I was asked by a fellow developer how I keep up to date on the variety of technologies that I’m expected to understand when doing my job. I intended to write a short answer, and generate a blog post as a longer answer. I got this idea from Scott Hanselman, who in his talks about productivity mentions saving keystrokes, and the idea that when you answer a question for someone, you should share that in a way that is useful to you and others. With that in mind, here’s the advice I would give if you find yourself taking on a job that requires a broad knowledge of the technology and software.
Question: Somebody in your position obviously needs to understand a lot of technologies to be able to pick the best solution for a project. How do you approach learning and having an understanding of all the new stuff that is constantly coming out? Obviously you can’t sit down and learn every tiny detail, but do you just obtain a high level understanding of how things work and then flush out the details once you start a project in a technology that you’ve never used before?
I use Google Reader a lot, I just checked and I have 121 rss/atom feeds going into it. They are not all work related, and it’s not like I read every article. But I star stuff I want to read, or put it in Instapaper and then go back to it. I try to read a mix of updates on what I already know and interesting things about what I don’t.
As for how to learn and retain, and relate technology, that is a harder question. I’d love to tell you that you just get a high level exposure first and then fill in the details when needed, but my mind doesn’t work that way. I hated classes like Systems Analysis in college that only talked about systems in generic terms, because I couldn’t relate those terms to specific examples.
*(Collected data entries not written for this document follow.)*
#[derive(Debug)]
struct OfferChild {
    name: String,
    param_name: Option<String>,
    text: String,
}

#[derive(Debug, Default)]
struct PartialOffer {
    raw: RawOffer,
    depth: usize,
    child: Option<OfferChild>,
    /// First markup problem seen inside the offer; the offer is skipped when set.
    defect: Option<ParseFieldError>,
}

impl PartialOffer {
    fn open(e: &BytesStart<'_>) -> Self {
        let mut offer = Self::default();
        match attr(e, "id") {
            Ok(id) => offer.raw.id = id,
            Err(err) => offer.flag("offer", &err),
        }
        offer
    }

    fn flag(&mut self, element: &str, err: &quick_xml::Error) {
        if self.defect.is_none() {
            self.defect = Some(ParseFieldError::Malformed {
                element: element.to_string(),
                detail: err.to_string(),
            });
        }
    }

    fn open_child(&mut self, e: &BytesStart<'_>) -> OfferChild {
        let name = String::from_utf8_lossy(e.local_name().as_ref()).into_owned();
        let param_name = if name == "param" {
            match attr(e, "name") {
                Ok(param_name) => param_name,
                Err(err) => {
                    self.flag("param", &err);
                    None
                }
            }
        } else {
            None
        };
        OfferChild {
            name,
            param_name,
            text: String::new(),
        }
    }

    fn finish_child(&mut self, child: OfferChild) {
        match child.param_name {
            Some(name) if child.name == "param" => {
                self.raw.params.insert(name, child.text.trim().to_string());
            }
            _ => self.raw.set_field(child.name, child.text),
        }
    }
}

#[derive(Debug)]
enum Scope {
    Document,
    Categories {
        pending: Vec<CategoryNode>,
        current: Option<PartialCategory>,
    },
    Offer(PartialOffer),
}

/// Lazy, single-pass iterator over the offers of a feed document.
///
/// Yields `Err` at most once, for a document that is not well-formed XML, and is
/// exhausted afterwards. A new reader must be opened to read the feed again.
pub struct FeedReader<R: BufRead> {
    reader: Reader<R>,
    buf: Vec<u8>,
    taxonomy: Taxonomy,
    scope: Scope,
    stats: FeedStats,
    done: bool,
}

impl<'a> FeedReader<&'a [u8]> {
    pub fn from_bytes(bytes: &'a [u8]) -> Self {
        Self::new(bytes)
    }
}

impl FeedReader<BufReader<File>> {
    pub fn from_path(path: impl AsRef<Path>) -> Result<Self, FeedError> {
        let path = path.as_ref();
        let file = File::open(path).map_err(|source| FeedError::Open {
            path: path.to_path_buf(),
            source,
        })?;
        Ok(Self::new(BufReader::with_capacity(READ_BUFFER_BYTES, file)))
    }
}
My own take is that in the beginning of your career, you just have to learn practical skills and learn the tools you work with well. When you start wanting to learn about systems and being able to evaluate, compare, select, recommend, etc, then you pick up as follows:
Let’s say I’ve never used a database, and I’m assigned to work on a project that will use Ruby on Rails and PostgreSQL. Take the on the job time to learn the tool as well as you can, focusing on the aspects you need for your job. Where possible, try to understand and separate product names / features from conceptual names / features. In this example, that means understanding what database and schema mean in generic terms, and why they mean different things in the PostgreSQL than they do in some other products (like Oracle or SQL Server). Spend a little bit of off time playing around with an easily attainable (usually open source) alternative. Spend a night or two doing those same types of tasks in MySQL. You’re not looking to be a dba, just doing similar tasks as to what you do. Finally, talk to people who use other products and compare. This works great with products that are hard to get a hold of because of cost, etc. In this example, talk to an Oracle DBA or App Developer. What features do they like about their product that would prevent them from switching. If you don’t know one, ask the question online. Quora, LinkedIn, Twitter are all great places for this kind of question.
At this point, you’re out of work time (so not counting your project time working with PostgreSQL because you would have done that anyway) is 4-6 hours on MySQL and maybe another hour in conversation. But you should have a really good idea of the concepts surrounding relational databases.And you should know what the different projects compete on in that arena and what some of their strengths and weaknesses. If you spend time away from that field and come back in, you should have the conceptual understanding and just need to buff up on the implementation details and latest trends.
Two other quick pieces of advice. First – After getting the practical experience on a type of tool, read the Wikipedia page. Most pages are at most a 15 min read and they lay out the purpose and strategy behind any tool type, and usually list the major players in that area. Second – Try to keep personal opinion from having to much sway. We all prefer different tools, but every tool can be criticized. That’s important to do, and know it’s weakness, but don’t dismiss the tool outright. They were built for a reason, a context. And many of the weaknesses relate to some tradeoff the programmers / vendor made that has a good reason behind it.